--- To do ---
The answer must be every line from the entries below that contains "display".

*** Block opens ***

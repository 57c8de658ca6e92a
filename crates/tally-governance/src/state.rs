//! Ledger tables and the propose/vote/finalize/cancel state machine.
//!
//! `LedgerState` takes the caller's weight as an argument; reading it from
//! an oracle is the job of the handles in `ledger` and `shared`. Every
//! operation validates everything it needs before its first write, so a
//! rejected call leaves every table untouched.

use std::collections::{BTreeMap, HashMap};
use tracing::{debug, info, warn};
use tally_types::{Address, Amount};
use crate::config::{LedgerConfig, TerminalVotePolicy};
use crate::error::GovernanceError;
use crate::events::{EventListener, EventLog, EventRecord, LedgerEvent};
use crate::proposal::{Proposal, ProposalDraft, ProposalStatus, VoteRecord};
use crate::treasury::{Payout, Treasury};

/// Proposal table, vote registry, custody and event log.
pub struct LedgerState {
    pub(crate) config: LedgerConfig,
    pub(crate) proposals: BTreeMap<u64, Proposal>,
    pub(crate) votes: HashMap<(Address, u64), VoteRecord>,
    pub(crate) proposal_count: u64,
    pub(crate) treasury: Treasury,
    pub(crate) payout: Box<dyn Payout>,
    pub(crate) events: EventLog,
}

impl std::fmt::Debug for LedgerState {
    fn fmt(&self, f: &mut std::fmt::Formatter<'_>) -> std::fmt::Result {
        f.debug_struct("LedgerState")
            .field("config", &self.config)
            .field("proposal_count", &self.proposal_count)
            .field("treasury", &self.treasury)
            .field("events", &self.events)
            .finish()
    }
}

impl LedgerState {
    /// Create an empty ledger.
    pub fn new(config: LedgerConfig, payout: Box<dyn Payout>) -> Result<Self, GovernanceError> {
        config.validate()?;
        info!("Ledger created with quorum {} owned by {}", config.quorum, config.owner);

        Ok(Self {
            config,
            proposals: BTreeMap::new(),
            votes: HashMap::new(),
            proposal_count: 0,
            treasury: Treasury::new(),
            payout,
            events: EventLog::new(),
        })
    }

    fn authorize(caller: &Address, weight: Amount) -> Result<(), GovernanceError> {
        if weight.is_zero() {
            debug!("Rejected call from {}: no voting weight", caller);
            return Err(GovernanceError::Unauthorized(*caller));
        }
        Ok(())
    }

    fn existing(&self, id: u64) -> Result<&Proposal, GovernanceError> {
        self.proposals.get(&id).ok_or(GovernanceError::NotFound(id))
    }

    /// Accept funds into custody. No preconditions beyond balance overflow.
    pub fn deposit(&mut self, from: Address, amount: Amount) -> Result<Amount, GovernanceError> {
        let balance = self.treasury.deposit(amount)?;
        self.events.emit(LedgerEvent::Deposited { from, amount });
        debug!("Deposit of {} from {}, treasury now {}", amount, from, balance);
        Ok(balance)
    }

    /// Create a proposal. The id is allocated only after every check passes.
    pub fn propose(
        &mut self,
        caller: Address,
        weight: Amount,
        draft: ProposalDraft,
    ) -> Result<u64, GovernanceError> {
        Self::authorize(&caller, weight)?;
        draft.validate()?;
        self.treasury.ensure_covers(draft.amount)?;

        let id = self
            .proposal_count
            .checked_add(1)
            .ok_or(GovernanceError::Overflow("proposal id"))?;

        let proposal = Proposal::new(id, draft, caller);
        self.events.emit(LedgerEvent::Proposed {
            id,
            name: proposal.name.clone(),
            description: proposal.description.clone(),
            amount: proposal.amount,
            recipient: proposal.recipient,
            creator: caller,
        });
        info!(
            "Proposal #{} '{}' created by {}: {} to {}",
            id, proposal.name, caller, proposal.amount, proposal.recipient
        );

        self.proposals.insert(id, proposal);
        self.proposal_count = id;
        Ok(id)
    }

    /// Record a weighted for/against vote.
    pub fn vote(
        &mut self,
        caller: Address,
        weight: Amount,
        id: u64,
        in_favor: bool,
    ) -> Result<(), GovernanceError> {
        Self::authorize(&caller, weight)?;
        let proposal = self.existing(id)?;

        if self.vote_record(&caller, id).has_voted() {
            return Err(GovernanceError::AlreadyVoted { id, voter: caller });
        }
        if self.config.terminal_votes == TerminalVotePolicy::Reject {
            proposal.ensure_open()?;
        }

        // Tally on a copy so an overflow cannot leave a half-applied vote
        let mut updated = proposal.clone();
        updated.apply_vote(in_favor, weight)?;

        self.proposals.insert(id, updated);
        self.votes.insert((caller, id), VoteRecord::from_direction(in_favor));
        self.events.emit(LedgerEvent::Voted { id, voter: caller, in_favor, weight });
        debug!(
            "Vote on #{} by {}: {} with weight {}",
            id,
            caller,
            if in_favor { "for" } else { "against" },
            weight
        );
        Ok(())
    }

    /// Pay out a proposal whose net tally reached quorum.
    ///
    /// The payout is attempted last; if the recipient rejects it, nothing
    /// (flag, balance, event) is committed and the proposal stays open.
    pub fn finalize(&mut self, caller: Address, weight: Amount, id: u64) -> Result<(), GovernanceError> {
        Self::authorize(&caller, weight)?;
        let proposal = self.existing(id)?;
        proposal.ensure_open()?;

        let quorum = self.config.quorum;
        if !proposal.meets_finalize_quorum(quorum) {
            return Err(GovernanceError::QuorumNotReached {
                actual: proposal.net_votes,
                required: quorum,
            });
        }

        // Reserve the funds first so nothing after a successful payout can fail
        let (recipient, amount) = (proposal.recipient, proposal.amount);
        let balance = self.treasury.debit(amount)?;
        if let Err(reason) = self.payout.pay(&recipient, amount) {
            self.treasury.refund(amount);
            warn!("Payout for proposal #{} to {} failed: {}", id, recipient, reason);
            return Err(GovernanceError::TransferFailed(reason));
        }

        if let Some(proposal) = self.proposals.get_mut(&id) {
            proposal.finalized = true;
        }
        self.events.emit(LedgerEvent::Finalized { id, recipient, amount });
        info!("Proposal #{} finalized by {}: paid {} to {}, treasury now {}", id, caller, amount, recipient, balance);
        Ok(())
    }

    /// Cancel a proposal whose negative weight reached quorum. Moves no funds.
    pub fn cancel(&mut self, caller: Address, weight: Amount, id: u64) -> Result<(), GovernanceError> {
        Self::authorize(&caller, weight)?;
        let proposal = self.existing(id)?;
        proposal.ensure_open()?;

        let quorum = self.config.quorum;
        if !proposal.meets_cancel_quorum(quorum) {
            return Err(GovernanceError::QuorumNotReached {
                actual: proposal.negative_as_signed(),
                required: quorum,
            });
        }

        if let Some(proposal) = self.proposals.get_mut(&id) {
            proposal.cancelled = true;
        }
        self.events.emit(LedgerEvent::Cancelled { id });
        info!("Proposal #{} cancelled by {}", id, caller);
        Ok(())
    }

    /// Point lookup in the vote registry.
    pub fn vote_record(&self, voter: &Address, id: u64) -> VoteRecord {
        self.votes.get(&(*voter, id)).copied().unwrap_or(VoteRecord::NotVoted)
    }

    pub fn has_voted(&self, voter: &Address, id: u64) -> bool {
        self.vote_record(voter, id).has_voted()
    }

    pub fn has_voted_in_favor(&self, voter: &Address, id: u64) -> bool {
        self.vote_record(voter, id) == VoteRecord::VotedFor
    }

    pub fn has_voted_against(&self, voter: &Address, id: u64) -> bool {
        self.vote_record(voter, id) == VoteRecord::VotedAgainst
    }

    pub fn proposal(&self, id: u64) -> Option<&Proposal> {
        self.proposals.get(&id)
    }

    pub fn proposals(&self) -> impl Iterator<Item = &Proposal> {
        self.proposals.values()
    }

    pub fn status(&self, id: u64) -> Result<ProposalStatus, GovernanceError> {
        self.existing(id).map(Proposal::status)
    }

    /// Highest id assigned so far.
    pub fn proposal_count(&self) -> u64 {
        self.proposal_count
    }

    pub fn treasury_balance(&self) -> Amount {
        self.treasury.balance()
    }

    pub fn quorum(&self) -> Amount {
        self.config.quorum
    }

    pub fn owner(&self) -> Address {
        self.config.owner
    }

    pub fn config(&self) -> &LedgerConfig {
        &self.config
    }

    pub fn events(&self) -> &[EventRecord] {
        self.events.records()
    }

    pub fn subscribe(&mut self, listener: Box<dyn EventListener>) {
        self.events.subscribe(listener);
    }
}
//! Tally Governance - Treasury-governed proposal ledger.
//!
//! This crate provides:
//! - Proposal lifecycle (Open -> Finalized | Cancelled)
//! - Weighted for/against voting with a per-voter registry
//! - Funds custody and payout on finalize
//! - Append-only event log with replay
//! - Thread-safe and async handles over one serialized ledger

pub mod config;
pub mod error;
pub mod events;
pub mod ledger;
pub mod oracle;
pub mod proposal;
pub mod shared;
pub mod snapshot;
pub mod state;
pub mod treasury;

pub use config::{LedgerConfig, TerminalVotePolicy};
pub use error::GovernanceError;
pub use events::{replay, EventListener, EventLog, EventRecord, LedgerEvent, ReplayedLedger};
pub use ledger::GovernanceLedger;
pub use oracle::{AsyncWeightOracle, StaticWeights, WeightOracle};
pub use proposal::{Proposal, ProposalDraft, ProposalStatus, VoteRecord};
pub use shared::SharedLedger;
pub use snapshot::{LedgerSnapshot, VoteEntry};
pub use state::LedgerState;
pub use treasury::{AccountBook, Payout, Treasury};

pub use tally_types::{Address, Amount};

*** Block closes ***
*** Block opens ***

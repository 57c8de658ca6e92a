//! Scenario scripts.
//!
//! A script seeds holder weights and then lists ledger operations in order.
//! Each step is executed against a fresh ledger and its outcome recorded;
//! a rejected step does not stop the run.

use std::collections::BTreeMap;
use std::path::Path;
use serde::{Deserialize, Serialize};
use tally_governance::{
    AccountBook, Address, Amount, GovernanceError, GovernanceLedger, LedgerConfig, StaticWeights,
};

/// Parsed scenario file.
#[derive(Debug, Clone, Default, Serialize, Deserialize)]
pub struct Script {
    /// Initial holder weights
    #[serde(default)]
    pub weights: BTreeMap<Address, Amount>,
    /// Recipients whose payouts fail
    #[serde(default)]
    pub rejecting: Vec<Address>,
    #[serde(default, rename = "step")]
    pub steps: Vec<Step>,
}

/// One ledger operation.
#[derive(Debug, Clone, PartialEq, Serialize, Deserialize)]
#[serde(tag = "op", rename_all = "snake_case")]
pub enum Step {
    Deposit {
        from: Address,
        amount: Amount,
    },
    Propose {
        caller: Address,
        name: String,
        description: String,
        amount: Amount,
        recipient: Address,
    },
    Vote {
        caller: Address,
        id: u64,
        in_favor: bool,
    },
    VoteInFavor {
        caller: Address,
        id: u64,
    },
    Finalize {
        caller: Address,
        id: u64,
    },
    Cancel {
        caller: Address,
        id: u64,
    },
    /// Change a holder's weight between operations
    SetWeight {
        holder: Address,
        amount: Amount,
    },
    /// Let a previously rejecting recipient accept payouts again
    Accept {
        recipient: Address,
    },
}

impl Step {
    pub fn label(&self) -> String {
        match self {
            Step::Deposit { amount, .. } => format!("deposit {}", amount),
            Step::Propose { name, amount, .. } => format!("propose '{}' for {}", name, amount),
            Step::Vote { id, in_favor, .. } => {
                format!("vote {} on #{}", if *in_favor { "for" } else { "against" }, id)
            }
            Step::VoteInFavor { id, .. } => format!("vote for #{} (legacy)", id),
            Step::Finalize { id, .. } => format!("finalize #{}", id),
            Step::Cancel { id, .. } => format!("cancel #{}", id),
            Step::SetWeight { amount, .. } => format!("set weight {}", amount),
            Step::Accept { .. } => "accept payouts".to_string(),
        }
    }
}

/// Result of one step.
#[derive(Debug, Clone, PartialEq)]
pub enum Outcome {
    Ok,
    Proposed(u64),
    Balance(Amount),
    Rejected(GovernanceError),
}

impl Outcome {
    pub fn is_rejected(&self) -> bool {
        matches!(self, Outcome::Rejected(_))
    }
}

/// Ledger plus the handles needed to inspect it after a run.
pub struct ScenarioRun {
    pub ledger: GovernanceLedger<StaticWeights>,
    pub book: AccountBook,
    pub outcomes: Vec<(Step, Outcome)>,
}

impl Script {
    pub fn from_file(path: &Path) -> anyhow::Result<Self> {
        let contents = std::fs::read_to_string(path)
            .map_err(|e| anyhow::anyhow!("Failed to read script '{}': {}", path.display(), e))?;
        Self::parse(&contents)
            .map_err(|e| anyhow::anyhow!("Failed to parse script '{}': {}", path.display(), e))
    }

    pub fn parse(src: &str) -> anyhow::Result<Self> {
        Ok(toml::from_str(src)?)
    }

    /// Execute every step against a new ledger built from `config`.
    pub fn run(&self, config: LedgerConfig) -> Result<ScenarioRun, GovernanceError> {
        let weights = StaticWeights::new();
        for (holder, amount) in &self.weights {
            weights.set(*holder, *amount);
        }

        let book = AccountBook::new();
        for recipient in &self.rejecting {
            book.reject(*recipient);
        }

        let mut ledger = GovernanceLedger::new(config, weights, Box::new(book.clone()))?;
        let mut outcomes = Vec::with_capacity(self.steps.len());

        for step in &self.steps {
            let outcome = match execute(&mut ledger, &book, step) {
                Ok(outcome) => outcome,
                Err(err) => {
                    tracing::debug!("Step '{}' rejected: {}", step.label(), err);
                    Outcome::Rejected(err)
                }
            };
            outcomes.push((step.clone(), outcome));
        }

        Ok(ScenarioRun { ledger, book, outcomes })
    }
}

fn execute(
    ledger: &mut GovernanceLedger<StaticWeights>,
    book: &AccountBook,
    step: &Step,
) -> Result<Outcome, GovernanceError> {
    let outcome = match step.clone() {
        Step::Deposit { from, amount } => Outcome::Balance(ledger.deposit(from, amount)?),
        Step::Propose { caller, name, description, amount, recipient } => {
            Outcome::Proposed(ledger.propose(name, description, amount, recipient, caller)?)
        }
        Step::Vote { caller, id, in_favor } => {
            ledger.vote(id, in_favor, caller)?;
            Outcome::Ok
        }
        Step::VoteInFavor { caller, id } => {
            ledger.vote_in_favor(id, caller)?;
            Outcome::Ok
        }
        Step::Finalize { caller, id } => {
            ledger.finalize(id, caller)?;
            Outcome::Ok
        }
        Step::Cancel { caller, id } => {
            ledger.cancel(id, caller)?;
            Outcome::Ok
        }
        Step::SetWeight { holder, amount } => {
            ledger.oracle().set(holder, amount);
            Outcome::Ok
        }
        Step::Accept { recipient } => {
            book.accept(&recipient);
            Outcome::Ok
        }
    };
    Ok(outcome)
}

*** Block closes ***
*** Block opens ***

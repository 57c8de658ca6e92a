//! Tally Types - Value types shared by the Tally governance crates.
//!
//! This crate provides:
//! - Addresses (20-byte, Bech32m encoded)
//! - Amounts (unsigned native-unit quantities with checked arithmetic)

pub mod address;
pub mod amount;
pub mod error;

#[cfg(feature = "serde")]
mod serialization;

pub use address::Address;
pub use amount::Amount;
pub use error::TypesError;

*** Block closes ***

--- Answer below ---
            .map_err(|e| anyhow::anyhow!("Failed to read script '{}': {}", path.display(), e))?;
            .map_err(|e| anyhow::anyhow!("Failed to parse script '{}': {}", path.display(), e))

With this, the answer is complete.